Produce as output only the lines below starting at the line with "fn rack_extent(ball_radius: f64)" and continuing through the line with "pocket_radius: 0.0, ..Default::default()", each one exactly as written.

Given data Start Marker

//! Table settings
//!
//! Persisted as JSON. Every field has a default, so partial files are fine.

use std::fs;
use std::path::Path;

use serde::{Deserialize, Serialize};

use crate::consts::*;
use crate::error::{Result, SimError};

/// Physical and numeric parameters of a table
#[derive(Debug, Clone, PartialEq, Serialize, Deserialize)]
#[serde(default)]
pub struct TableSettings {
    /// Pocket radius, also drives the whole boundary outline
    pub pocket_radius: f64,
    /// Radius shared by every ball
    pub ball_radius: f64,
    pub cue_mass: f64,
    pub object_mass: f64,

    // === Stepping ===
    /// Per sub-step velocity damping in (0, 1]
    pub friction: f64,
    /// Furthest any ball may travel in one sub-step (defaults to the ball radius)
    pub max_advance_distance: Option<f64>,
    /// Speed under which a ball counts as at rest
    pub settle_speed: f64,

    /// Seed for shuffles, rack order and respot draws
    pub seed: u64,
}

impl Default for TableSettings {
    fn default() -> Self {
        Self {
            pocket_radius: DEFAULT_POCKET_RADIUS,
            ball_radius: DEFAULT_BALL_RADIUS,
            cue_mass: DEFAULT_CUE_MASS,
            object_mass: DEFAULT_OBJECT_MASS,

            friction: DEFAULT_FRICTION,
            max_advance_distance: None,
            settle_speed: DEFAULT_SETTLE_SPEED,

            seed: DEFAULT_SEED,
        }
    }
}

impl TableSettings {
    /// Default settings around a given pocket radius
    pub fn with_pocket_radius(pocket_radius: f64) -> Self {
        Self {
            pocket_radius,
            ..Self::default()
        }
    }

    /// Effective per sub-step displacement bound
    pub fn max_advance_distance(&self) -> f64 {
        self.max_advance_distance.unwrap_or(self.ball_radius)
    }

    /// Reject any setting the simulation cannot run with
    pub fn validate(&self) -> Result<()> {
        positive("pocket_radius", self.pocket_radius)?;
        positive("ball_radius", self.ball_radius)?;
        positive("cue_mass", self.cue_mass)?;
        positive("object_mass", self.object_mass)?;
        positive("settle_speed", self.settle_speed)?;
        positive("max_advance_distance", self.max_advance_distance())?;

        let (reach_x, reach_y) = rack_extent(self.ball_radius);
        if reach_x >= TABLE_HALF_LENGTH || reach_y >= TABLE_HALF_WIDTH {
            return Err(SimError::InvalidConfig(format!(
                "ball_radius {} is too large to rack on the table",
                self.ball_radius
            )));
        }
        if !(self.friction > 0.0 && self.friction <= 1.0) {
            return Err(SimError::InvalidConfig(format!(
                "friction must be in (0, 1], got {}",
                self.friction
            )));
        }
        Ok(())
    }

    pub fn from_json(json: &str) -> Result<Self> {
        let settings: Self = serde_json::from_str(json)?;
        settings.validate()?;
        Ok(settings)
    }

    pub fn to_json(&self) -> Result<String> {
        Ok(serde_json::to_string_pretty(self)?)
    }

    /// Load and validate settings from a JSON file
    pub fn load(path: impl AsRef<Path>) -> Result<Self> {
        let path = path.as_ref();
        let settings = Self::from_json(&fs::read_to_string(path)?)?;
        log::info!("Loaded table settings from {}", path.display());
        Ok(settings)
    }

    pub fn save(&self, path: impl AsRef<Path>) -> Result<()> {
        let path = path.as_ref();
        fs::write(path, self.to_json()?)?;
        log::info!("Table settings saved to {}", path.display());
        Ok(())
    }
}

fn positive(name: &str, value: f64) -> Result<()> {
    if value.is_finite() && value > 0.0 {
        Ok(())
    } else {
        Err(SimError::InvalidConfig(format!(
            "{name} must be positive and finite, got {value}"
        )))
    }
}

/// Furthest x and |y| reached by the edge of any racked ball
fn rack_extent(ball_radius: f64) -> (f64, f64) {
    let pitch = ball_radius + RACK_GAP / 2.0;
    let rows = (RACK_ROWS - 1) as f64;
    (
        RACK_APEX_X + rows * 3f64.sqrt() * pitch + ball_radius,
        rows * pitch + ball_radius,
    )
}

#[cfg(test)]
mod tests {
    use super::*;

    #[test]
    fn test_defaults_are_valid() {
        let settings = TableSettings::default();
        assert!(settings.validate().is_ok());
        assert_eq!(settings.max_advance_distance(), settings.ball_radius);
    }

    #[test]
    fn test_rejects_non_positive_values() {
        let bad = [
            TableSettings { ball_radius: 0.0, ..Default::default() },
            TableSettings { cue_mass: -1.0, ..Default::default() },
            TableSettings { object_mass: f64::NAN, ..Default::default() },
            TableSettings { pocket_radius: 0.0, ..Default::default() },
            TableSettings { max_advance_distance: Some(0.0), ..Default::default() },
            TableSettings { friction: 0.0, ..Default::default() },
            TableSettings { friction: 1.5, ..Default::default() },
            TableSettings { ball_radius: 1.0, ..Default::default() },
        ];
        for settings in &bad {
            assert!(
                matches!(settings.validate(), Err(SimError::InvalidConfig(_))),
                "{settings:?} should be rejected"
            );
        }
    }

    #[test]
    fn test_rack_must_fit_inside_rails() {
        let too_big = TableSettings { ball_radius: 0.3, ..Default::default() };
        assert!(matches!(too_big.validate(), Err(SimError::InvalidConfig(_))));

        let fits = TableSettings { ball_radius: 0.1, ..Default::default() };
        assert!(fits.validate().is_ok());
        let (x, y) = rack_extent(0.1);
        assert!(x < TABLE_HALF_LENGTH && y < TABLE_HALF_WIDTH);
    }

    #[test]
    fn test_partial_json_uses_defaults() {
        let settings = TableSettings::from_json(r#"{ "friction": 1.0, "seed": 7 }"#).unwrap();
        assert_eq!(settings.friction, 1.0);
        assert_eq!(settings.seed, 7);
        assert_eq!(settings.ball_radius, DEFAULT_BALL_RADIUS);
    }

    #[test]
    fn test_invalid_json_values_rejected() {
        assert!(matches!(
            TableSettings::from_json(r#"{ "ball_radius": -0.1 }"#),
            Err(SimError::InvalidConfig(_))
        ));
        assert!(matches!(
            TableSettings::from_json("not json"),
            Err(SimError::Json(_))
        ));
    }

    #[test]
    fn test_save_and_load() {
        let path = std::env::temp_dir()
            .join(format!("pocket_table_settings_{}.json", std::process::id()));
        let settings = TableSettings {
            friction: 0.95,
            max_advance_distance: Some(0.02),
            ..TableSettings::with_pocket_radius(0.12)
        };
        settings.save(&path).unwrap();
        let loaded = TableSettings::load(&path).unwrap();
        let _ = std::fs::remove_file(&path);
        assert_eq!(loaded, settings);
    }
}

Given data End Marker

- Solved problem:
fn rack_extent(ball_radius: f64) -> (f64, f64) {
    let pitch = ball_radius + RACK_GAP / 2.0;
    let rows = (RACK_ROWS - 1) as f64;
    (
        RACK_APEX_X + rows * 3f64.sqrt() * pitch + ball_radius,
        rows * pitch + ball_radius,
    )
}

#[cfg(test)]
mod tests {
    use super::*;

    #[test]
    fn test_defaults_are_valid() {
        let settings = TableSettings::default();
        assert!(settings.validate().is_ok());
        assert_eq!(settings.max_advance_distance(), settings.ball_radius);
    }

    #[test]
    fn test_rejects_non_positive_values() {
        let bad = [
            TableSettings { ball_radius: 0.0, ..Default::default() },
            TableSettings { cue_mass: -1.0, ..Default::default() },
            TableSettings { object_mass: f64::NAN, ..Default::default() },
            TableSettings { pocket_radius: 0.0, ..Default::default() },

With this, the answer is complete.